No passado, a equipa mostrou que estes fármacos conseguem evitar a falência de órgãos em ratinhos com sépsis, sem afetar a carga do agente infecioso.

Esta descoberta inspirou um ensaio clínico na Alemanha que está a avaliar se a administração de antraciclinas tem uma influência positiva no curso da sépsis e se reduz o risco de morte dos doentes.

Mas para tirar o máximo partido destes fármacos é necessário compreender como é que estes conferem tolerância à infeção.

Para explorar esta questão, os investigadores testaram diferentes antraciclinas em células do sistema imunitário de ratinhos.

Os resultados foram surpreendentes: estes medicamentos anticancerígenos não só conseguiram limitar a quantidade de mediadores pró-inflamatórios produzidos pelas células, como precisaram de doses muito reduzidas para o fazer.
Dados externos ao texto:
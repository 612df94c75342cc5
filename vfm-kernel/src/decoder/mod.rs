//! 特征解码模块
//!
//! 从16位标志字中提取十个具名子字段之一：
//! - 数据驱动的特征定义表（bit字段、有效性规则、取值范围、标签）
//! - 基础特征类型决定的子类型有效性掩码（哨兵值 -1）
//! - 解码结果的标签查找与统计

pub mod core;
pub mod feature;

pub use self::core::{decode, decode_all, decode_by_name, decode_with, DecodedFeature, LabelCount};
pub use feature::{Adjust, FeatureName, FeatureSpec, Validity, NOT_APPLICABLE};
//! 并行执行开关
//!
//! 展开和解码的逐行、逐字计算互相独立，可选择rayon并行或顺序执行，
//! 两种模式的输出完全一致。

use rayon::prelude::*;

/// 是否允许并行执行
#[derive(Debug, Clone, Copy, PartialEq, Eq, Default)]
pub enum Parallelism {
    Sequential,
    #[default]
    Parallel,
}

impl Parallelism {
    /// 按线程数语义创建
    ///
    /// - 0 = 自动（rayon线程池多于1个线程时并行）
    /// - 1 = 顺序
    /// - >1 = 并行
    #[inline]
    pub fn from_threads(n_threads: usize) -> Self {
        if n_threads == 1 || (n_threads == 0 && rayon::current_num_threads() == 1) {
            Parallelism::Sequential
        } else {
            Parallelism::Parallel
        }
    }

    #[inline]
    pub fn is_parallel(self) -> bool {
        matches!(self, Parallelism::Parallel)
    }

    /// 对不实现`IntoParallelIterator`的迭代器（如`axis_chunks_iter_mut`）逐项执行
    #[inline]
    pub fn maybe_par_bridge_for_each<T, I, F>(self, iter: I, f: F)
    where
        T: Send,
        I: Iterator<Item = T> + Send,
        F: Fn(T) + Sync + Send,
    {
        if self.is_parallel() {
            iter.par_bridge().for_each(f);
        } else {
            iter.for_each(f);
        }
    }
}

#[cfg(test)]
mod tests {
    use super::*;
    use std::sync::atomic::{AtomicUsize, Ordering};

    #[test]
    fn test_from_threads() {
        assert_eq!(Parallelism::from_threads(1), Parallelism::Sequential);
        assert_eq!(Parallelism::from_threads(4), Parallelism::Parallel);
        assert!(Parallelism::default().is_parallel());
    }

    #[test]
    fn test_bridge_visits_every_item() {
        for mode in [Parallelism::Sequential, Parallelism::Parallel] {
            let sum = AtomicUsize::new(0);
            mode.maybe_par_bridge_for_each(0..100usize, |i| {
                sum.fetch_add(i, Ordering::Relaxed);
            });
            assert_eq!(sum.load(Ordering::Relaxed), 4950);
        }
    }
}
O mesmo se verificou quando os investigadores trataram ratinhos com sépsis com estes fármacos.

O desafio seguinte foi perceber como é que estes fármacos controlam a inflamação. “Descobrimos que as antraciclinas controlam genes inflamatórios importantes nas células do sistema imunitário”, explica Ana Neves-Costa, investigadora do IGC e coautora do estudo.

Uma vez que formam complexos com o ADN das células, os fármacos impedem a ligação de fatores necessários para a expressão destes genes. Em resultado, as células produzem menos moléculas inflamatórias.

“Este novo mecanismo é particularmente importante porque exclui os efeitos secundários causados pela administração de doses elevadas destes compostos na quimioterapia”, acrescenta a investigadora.

“Com este trabalho encontrámos uma solução que poderá tratar doenças causadas por uma resposta inflamatória exagerada, tal como a sépsis e a artrite reumatoide, de forma mais eficaz”, explica Luís Moita, médico de formação e investigador principal do IGC que liderou o estudo.

“Uma vez que já são recorrentemente utilizados na prática clínica para o tratamento do cancro, reaproveitar estes fármacos será bastante mais fácil do que começar do zero”, acrescenta.

É provável, também, que a regulação da expressão genética e a limitação da inflamação descritas no estudo sejam fatores importantes, e até agora desconhecidos, para a eficácia das antraciclinas no tratamento do cancro.